> **Data listing**:
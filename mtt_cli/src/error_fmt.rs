//! Human-readable error descriptions and structured JSON error formatting.

use mtt_core::{MttError, PollOutcome};

use crate::cli::ACTIVE_ID;

fn id_prefix() -> String {
    ACTIVE_ID.get().map_or_else(String::new, |id| format!("ID:{id} "))
}

/// Map an eyre::Report to a diagnostic with likely causes and fix hints.
///
/// The first line keeps the bench tool's `ID:<id> TE:<code>:<text>` and
/// `ID:<id> RE:<code>:<text>` shape for scripts that grep for it.
pub fn humanize(err: &eyre::Report) -> String {
    if let Some(e) = err.downcast_ref::<MttError>() {
        let id = id_prefix();
        return match e {
            MttError::Comm { op, code, message } => format!(
                "{id}TE:{code}:{message}\nWhat happened: {op} failed on the bus.\nLikely causes: Wrong motor ID or baud rate, unpowered servo, or loose cabling.\nHow to fix: Check -i/-b against the servo settings and the bus wiring."
            ),
            MttError::Device { op, code, message } => format!(
                "{id}RE:{code}:{message}\nWhat happened: The servo flagged an error during {op}.\nLikely causes: Overload, overheating, or a goal outside the configured angle limits.\nHow to fix: Remove the load, let the servo cool, then power-cycle it."
            ),
            MttError::LinkOpen(msg) => format!(
                "What happened: Could not open the serial link ({msg}).\nLikely causes: Wrong port name, missing permissions, or unsupported baud rate.\nHow to fix: Check -n and -b; ensure the user may access the device."
            ),
            MttError::Config(msg) => format!(
                "What happened: Invalid configuration ({msg}).\nLikely causes: Out-of-range values in the TOML or the environment.\nHow to fix: Edit the config file, then rerun. Try -h for the accepted ranges."
            ),
            MttError::MoveIncomplete(outcome) => match outcome {
                PollOutcome::Slipped => format!(
                    "{id}SL:motor slipped\nWhat happened: The position stopped changing before the goal was reached.\nLikely causes: Mechanical obstruction or torque limit too low.\nHow to fix: Clear the obstruction or raise the limit with -l."
                ),
                PollOutcome::GoalTimedOut => format!(
                    "{id}GT:goal timeout expired\nWhat happened: The servo was still short of the goal when the goal timeout ran out.\nLikely causes: Slow servo or a long move.\nHow to fix: Raise the goal timeout with -t."
                ),
                PollOutcome::Cancelled => format!("{id}CA:move cancelled"),
                PollOutcome::Reached => format!("{id}{e}"),
            },
        };
    }

    let msg = err.to_string();
    let mut cause = String::new();
    if let Some(src) = err.source() {
        cause = format!(" Cause: {src}");
    }
    format!(
        "Something went wrong.{cause}\nHow to fix: Re-run with --log-level=debug for details. Original: {msg}"
    )
}

/// Stable exit codes: 1 link/bus/other, 2 configuration, 3 slipped,
/// 4 goal timeout, 5 cancelled.
pub fn exit_code_for_error(err: &eyre::Report) -> i32 {
    match err.downcast_ref::<MttError>() {
        Some(MttError::Config(_)) => 2,
        Some(MttError::MoveIncomplete(PollOutcome::Slipped)) => 3,
        Some(MttError::MoveIncomplete(PollOutcome::GoalTimedOut)) => 4,
        Some(MttError::MoveIncomplete(PollOutcome::Cancelled)) => 5,
        _ => 1,
    }
}

fn reason_name(e: &MttError) -> &'static str {
    match e {
        MttError::Config(_) => "Config",
        MttError::LinkOpen(_) => "LinkOpen",
        MttError::Comm { .. } => "Comm",
        MttError::Device { .. } => "Device",
        MttError::MoveIncomplete(o) => o.name(),
    }
}

/// Structured JSON for errors when --json is enabled.
pub fn format_error_json(err: &eyre::Report) -> String {
    use serde_json::json;

    if let Some(e) = err.downcast_ref::<MttError>() {
        let mut obj = json!({
            "reason": reason_name(e),
            "message": e.to_string(),
            "id": ACTIVE_ID.get(),
        });
        match e {
            MttError::Comm { op, code, .. } => {
                obj["op"] = json!(op.to_string());
                obj["code"] = json!(code);
            }
            MttError::Device { op, code, .. } => {
                obj["op"] = json!(op.to_string());
                obj["code"] = json!(code);
            }
            _ => {}
        }
        return obj.to_string();
    }

    json!({ "reason": "Error", "message": humanize(err) }).to_string()
}
#![no_main]
use libfuzzer_sys::fuzz_target;

fuzz_target!(|data: &str| {
    // Parse and validation errors are fine; panics are not.
    if let Ok(cfg) = mtt_config::load_toml(data) {
        let _ = cfg.validate();
    }
});
//! Core-side configuration types (resolved, no serde).

use mtt_traits::Register;

/// Control-table registers the tool touches, resolved to address + width.
#[derive(Debug, Clone, Copy, PartialEq, Eq)]
pub struct RegisterMap {
    pub torque_enable: Register,
    pub goal_position: Register,
    pub torque_limit: Register,
    pub present_position: Register,
}

impl Default for RegisterMap {
    fn default() -> Self {
        Self {
            torque_enable: Register::byte(24),
            goal_position: Register::word(30),
            torque_limit: Register::word(34),
            present_position: Register::word(36),
        }
    }
}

> **Activity**:
Work through the records line by line, and once you reach the final line, report only how many held "with".

> **Solved problem**:
4